Business leaders are increasingly warning of a deep recession and shortages of medicines and other essentials, should we end up being dumped unceremoniously out of the EU without a trade deal.
But there’s one thing we won’t have to worry about. It seems Greggs (LSE: GRG) has been stockpiling pork, so at least our sausage roll supplies should hold out — I don’t know about the prospects for the vegan variety, mind.
My Motley Fool colleague Kirsteen Mackay took a look at the popular bakery’s third-quarter trading update Tuesday, and things looked fine — but we were warned that Brexit could put pressure on costs. The share price crashed 12.5% on the day, and I think that reflects a common phenomenon.
I reckon it’s mainly down to the fact that Greggs shares command a high valuation, after multiplying in value 2.5-fold in the 12 months to July 2019. Yes, it’s that old growth stock bubble again, and the example of Greggs shows it doesn’t just happen to new tech stocks or the latest online darling.
Greggs has done a great job of revamping its offerings over the past few years, and we’ve seen earnings per share growing strongly — and there are further impressive rises currently forecast for this year and next too.
The share price was keeping pace with the new optimism, but the big surge since summer 2018 looks to me like it was driven by that fickle sort — bandwagon investors who buy into whatever’s going up. At July’s peak, Greggs shares reached a shade under 30 times forecast earnings. Just think about that, a P/E that’s more than twice the long-term FTSE 100 average, for a high-street bakery.
When I see this kind of thing happen, I get the feeling that shareholders are just waiting for the first less-than-perfect update to come from the company before they dump the shares. Is Greggs a good company? Yes. Is its stock worth its current P/E, now at 22? No. Not in my books anyway, and I think the next year or so will see a rebasing of the share price to a more sustainable valuation.
I opened this article with a whimsical pork observation, but what should investors really be doing to prepare themselves for Brexit? My answer might surprise you.

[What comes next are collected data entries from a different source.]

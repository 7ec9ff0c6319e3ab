#![forbid(unsafe_code)]

//! Transition records and generation ids.

use std::fmt;

use crate::stage::Stage;

/// Identifier of one reconciliation batch.
///
/// Every stage change produced by a single update shares one id, which is
/// how drivers are correlated with the records they animate and how stale
/// drivers are detected after an interruption.
#[derive(Debug, Clone, Copy, PartialEq, Eq, PartialOrd, Ord, Hash)]
pub struct GenerationId(u64);

impl GenerationId {
    /// Generation of records mounted at rest when a set starts.
    pub const INITIAL: Self = Self(0);

    /// Wrap a raw id.
    #[inline]
    #[must_use]
    pub const fn new(raw: u64) -> Self {
        Self(raw)
    }

    /// Raw id.
    #[inline]
    #[must_use]
    pub const fn get(self) -> u64 {
        self.0
    }
}

impl fmt::Display for GenerationId {
    fn fmt(&self, f: &mut fmt::Formatter<'_>) -> fmt::Result {
        write!(f, "gen#{}", self.0)
    }
}

/// Monotonic source of [`GenerationId`]s, starting after `INITIAL`.
#[derive(Debug, Clone)]
pub struct GenerationCounter {
    next: u64,
}

impl Default for GenerationCounter {
    fn default() -> Self {
        Self::new()
    }
}

impl GenerationCounter {
    /// Create a counter whose first id is `1`.
    #[must_use]
    pub const fn new() -> Self {
        Self { next: 1 }
    }

    /// Id the next [`advance`](Self::advance) will return.
    #[inline]
    #[must_use]
    pub const fn peek(&self) -> GenerationId {
        GenerationId(self.next)
    }

    /// Consume and return the next id.
    pub fn advance(&mut self) -> GenerationId {
        let id = GenerationId(self.next);
        self.next += 1;
        id
    }
}

/// Lifecycle state of one keyed item.
///
/// Records are only mutated by the reconciler (stage, generation, anchor)
/// and by generation-scoped driver callbacks (progress).
#[derive(Debug, Clone, PartialEq)]
pub struct TransitionRecord<K, T> {
    pub(crate) key: K,
    pub(crate) value: T,
    pub(crate) stage: Stage,
    pub(crate) progress: f64,
    pub(crate) generation: GenerationId,
    pub(crate) anchor: f64,
}

impl<K, T> TransitionRecord<K, T> {
    pub(crate) fn new(key: K, value: T, stage: Stage, progress: f64, generation: GenerationId) -> Self {
        Self {
            key,
            value,
            stage,
            progress,
            generation,
            anchor: progress,
        }
    }

    /// Identity extracted from the value.
    #[inline]
    pub fn key(&self) -> &K {
        &self.key
    }

    /// Most recent value seen for this key.
    #[inline]
    pub fn value(&self) -> &T {
        &self.value
    }

    /// Current lifecycle stage.
    #[inline]
    pub fn stage(&self) -> Stage {
        self.stage
    }

    /// Externally observed progress.
    #[inline]
    pub fn progress(&self) -> f64 {
        self.progress
    }

    /// Generation that last redirected this record.
    #[inline]
    pub fn generation(&self) -> GenerationId {
        self.generation
    }

    /// Progress when the current generation began; drivers interpolate
    /// from here toward the direction's target.
    #[inline]
    pub fn anchor(&self) -> f64 {
        self.anchor
    }

    /// Consume the record, keeping only its value.
    pub fn into_value(self) -> T {
        self.value
    }
}

#[cfg(test)]
mod tests {
    use super::*;

    #[test]
    fn counter_is_monotonic() {
        let mut counter = GenerationCounter::new();
        assert_eq!(counter.peek(), GenerationId::new(1));
        let a = counter.advance();
        let b = counter.advance();
        assert!(a < b);
        assert!(GenerationId::INITIAL < a);
        assert_eq!(counter.peek(), GenerationId::new(3));
    }

    #[test]
    fn new_record_anchors_at_progress() {
        let record = TransitionRecord::new("a", 1, Stage::Open, 0.25, GenerationId::new(4));
        assert_eq!(record.anchor(), 0.25);
        assert_eq!(record.generation().to_string(), "gen#4");
        assert_eq!(record.into_value(), 1);
    }
}
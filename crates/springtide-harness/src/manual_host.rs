#![forbid(unsafe_code)]

//! Virtual-clock host for deterministic tests.
//!
//! Time only moves when the test says so. Each [`ManualHost::advance_frame`]
//! moves the clock by one frame interval, runs every timer that became due,
//! then runs the frame tasks queued so far. Cancelled tasks are kept aside
//! so tests can force-fire them and prove the callers guard against stale
//! callbacks.

use std::cell::{Cell, RefCell};
use std::fmt;
use std::rc::Rc;
use std::time::Duration;

use springtide_runtime::{DEFAULT_FRAME_INTERVAL, Host, Task, TaskId, TaskQueue};

/// Deterministic [`Host`] driven by the test.
pub struct ManualHost {
    now: Cell<Duration>,
    frame_interval: Duration,
    queue: TaskQueue,
    cancelled: RefCell<Vec<Task>>,
    frames_run: Cell<u64>,
}

impl fmt::Debug for ManualHost {
    fn fmt(&self, f: &mut fmt::Formatter<'_>) -> fmt::Result {
        f.debug_struct("ManualHost")
            .field("now", &self.now.get())
            .field("queue", &self.queue)
            .field("cancelled", &self.cancelled.borrow().len())
            .field("frames_run", &self.frames_run.get())
            .finish()
    }
}

impl Default for ManualHost {
    fn default() -> Self {
        Self::with_frame_interval(DEFAULT_FRAME_INTERVAL)
    }
}

impl ManualHost {
    /// Host at 60 Hz, wrapped for sharing.
    #[must_use]
    pub fn new() -> Rc<Self> {
        Rc::new(Self::default())
    }

    /// Host with a custom frame interval.
    #[must_use]
    pub fn with_frame_interval(frame_interval: Duration) -> Self {
        Self {
            now: Cell::new(Duration::ZERO),
            frame_interval,
            queue: TaskQueue::new(),
            cancelled: RefCell::new(Vec::new()),
            frames_run: Cell::new(0),
        }
    }

    /// This host as a trait object.
    #[must_use]
    pub fn handle(self: &Rc<Self>) -> Rc<dyn Host> {
        Rc::clone(self) as Rc<dyn Host>
    }

    /// Frame interval.
    #[must_use]
    pub fn frame_interval(&self) -> Duration {
        self.frame_interval
    }

    /// Run timers due at the current time without advancing.
    pub fn flush_timers(&self) {
        while let Some(task) = self.queue.pop_due(self.now.get()) {
            task();
        }
    }

    /// Move the clock by `by`, running timers as they become due.
    pub fn advance(&self, by: Duration) {
        let target = self.now.get() + by;
        while let Some(deadline) = self.queue.next_deadline().filter(|d| *d <= target) {
            self.now.set(self.now.get().max(deadline));
            self.flush_timers();
        }
        self.now.set(target);
    }

    /// Advance one frame interval, then run the pending frame tasks.
    ///
    /// Returns the number of frame tasks run.
    pub fn advance_frame(&self) -> usize {
        self.advance(self.frame_interval);
        let frames = self.queue.take_frames();
        let count = frames.len();
        for task in frames {
            task();
        }
        self.frames_run.set(self.frames_run.get() + 1);
        count
    }

    /// Advance `n` frames.
    pub fn run_frames(&self, n: usize) {
        for _ in 0..n {
            self.advance_frame();
        }
    }

    /// Advance frames until nothing is pending. Returns frames advanced.
    ///
    /// # Panics
    ///
    /// Panics if work is still pending after `max_frames`.
    pub fn run_until_idle(&self, max_frames: usize) -> usize {
        let mut frames = 0;
        while !self.queue.is_idle() {
            assert!(
                frames < max_frames,
                "host still busy after {max_frames} frames: {:?}",
                self
            );
            self.advance_frame();
            frames += 1;
        }
        frames
    }

    /// Run every pending and every cancelled task immediately, regardless of
    /// deadlines. Returns the number of tasks run.
    pub fn force_fire_all(&self) -> usize {
        let mut tasks = self.queue.drain();
        tasks.append(&mut self.cancelled.borrow_mut());
        let count = tasks.len();
        for task in tasks {
            task();
        }
        count
    }

    /// Frame tasks waiting.
    #[must_use]
    pub fn pending_frames(&self) -> usize {
        self.queue.pending_frames()
    }

    /// Timers waiting.
    #[must_use]
    pub fn pending_timers(&self) -> usize {
        self.queue.pending_timers()
    }

    /// Whether no task is pending.
    #[must_use]
    pub fn is_idle(&self) -> bool {
        self.queue.is_idle()
    }

    /// Tasks cancelled so far and not yet force-fired.
    #[must_use]
    pub fn cancelled_count(&self) -> usize {
        self.cancelled.borrow().len()
    }

    /// Frames advanced so far.
    #[must_use]
    pub fn frames_run(&self) -> u64 {
        self.frames_run.get()
    }
}

impl Host for ManualHost {
    fn now(&self) -> Duration {
        self.now.get()
    }

    fn schedule_frame(&self, task: Task) -> TaskId {
        self.queue.push_frame(task)
    }

    fn schedule_after(&self, delay: Duration, task: Task) -> TaskId {
        self.queue.push_timer(self.now.get() + delay, task)
    }

    fn cancel(&self, id: TaskId) {
        if let Some(task) = self.queue.cancel(id) {
            self.cancelled.borrow_mut().push(task);
        }
    }
}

If you have the kind of portfolio that I think every long-term investor should strive for, then that answer is… nothing at all. That’s because a well-constructed portfolio will already be, by its very nature, defensive against the kind of havoc that Brexit might cause.
If Brexit crushes the UK economy, that will have very little effect on world oil prices and the value of Royal Dutch Shell shares, for example. And how will our leaving the EU, deal or no-deal, affect the success of GlaxoSmithKline‘s drugs development programme and its potential global sales? I don’t see any worry there either.
Most of the companies listed in the FTSE 100 are well diversified globally, and that builds-in protection from localised catastrophes around the world. I think it’s important to have that kind of diversification because, while things like Brexit might provide known unknowns that we can specifically protect against, I want my portfolio as safe as possible against unknown unknowns too.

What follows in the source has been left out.